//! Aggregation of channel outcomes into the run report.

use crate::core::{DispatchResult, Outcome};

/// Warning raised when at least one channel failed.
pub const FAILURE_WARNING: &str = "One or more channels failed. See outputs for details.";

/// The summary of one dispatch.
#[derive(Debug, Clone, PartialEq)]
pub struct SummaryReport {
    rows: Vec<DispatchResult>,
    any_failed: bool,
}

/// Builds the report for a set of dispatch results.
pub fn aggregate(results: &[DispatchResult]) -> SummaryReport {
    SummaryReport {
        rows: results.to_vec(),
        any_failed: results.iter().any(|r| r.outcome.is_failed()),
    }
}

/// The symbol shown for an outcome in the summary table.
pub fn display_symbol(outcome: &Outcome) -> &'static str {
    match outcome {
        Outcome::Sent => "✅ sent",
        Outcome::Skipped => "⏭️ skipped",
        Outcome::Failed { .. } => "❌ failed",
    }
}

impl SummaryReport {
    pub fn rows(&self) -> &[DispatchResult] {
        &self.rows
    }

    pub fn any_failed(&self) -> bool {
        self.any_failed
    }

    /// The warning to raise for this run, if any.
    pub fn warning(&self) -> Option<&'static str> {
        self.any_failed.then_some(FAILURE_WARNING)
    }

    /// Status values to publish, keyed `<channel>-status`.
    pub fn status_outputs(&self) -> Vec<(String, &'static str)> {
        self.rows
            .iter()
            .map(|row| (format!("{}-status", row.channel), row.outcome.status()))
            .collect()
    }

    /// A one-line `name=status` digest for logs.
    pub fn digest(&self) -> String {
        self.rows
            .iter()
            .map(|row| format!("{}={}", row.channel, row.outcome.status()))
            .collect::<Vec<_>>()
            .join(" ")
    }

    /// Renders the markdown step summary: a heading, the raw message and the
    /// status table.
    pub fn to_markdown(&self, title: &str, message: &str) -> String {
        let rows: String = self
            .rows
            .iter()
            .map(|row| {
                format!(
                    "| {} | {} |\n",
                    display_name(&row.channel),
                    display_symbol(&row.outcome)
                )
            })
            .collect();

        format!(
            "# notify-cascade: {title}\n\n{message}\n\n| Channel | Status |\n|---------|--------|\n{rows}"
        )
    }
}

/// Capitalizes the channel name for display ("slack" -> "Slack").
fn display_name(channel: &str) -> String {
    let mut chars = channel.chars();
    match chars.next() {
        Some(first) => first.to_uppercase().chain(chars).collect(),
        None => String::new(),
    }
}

___

**What you are asked to do**.
Beginning with the first line and ending with the last, restate the data word for word.

**Answer to this task**.
//! Aggregation of channel outcomes into the run report.

use crate::core::{DispatchResult, Outcome};

/// Warning raised when at least one channel failed.
pub const FAILURE_WARNING: &str = "One or more channels failed. See outputs for details.";

/// The summary of one dispatch.
#[derive(Debug, Clone, PartialEq)]
pub struct SummaryReport {
    rows: Vec<DispatchResult>,
    any_failed: bool,
}

/// Builds the report for a set of dispatch results.
pub fn aggregate(results: &[DispatchResult]) -> SummaryReport {
    SummaryReport {
        rows: results.to_vec(),
        any_failed: results.iter().any(|r| r.outcome.is_failed()),
    }
}

/// The symbol shown for an outcome in the summary table.
pub fn display_symbol(outcome: &Outcome) -> &'static str {
    match outcome {
        Outcome::Sent => "✅ sent",
        Outcome::Skipped => "⏭️ skipped",
        Outcome::Failed { .. } => "❌ failed",
    }
}

impl SummaryReport {
    pub fn rows(&self) -> &[DispatchResult] {
        &self.rows
    }

    pub fn any_failed(&self) -> bool {
        self.any_failed
    }

    /// The warning to raise for this run, if any.
    pub fn warning(&self) -> Option<&'static str> {
        self.any_failed.then_some(FAILURE_WARNING)
    }

    /// Status values to publish, keyed `<channel>-status`.
    pub fn status_outputs(&self) -> Vec<(String, &'static str)> {
        self.rows
            .iter()
            .map(|row| (format!("{}-status", row.channel), row.outcome.status()))
            .collect()
    }

    /// A one-line `name=status` digest for logs.
    pub fn digest(&self) -> String {
        self.rows
            .iter()
            .map(|row| format!("{}={}", row.channel, row.outcome.status()))
            .collect::<Vec<_>>()
            .join(" ")
    }

    /// Renders the markdown step summary: a heading, the raw message and the
    /// status table.
    pub fn to_markdown(&self, title: &str, message: &str) -> String {
        let rows: String = self
            .rows
            .iter()
            .map(|row| {
                format!(
                    "| {} | {} |\n",
                    display_name(&row.channel),
                    display_symbol(&row.outcome)
                )
            })
            .collect();

        format!(
            "# notify-cascade: {title}\n\n{message}\n\n| Channel | Status |\n|---------|--------|\n{rows}"
        )
    }
}

/// Capitalizes the channel name for display ("slack" -> "Slack").
fn display_name(channel: &str) -> String {
    let mut chars = channel.chars();
    match chars.next() {
        Some(first) => first.to_uppercase().chain(chars).collect(),
        None => String::new(),
    }
}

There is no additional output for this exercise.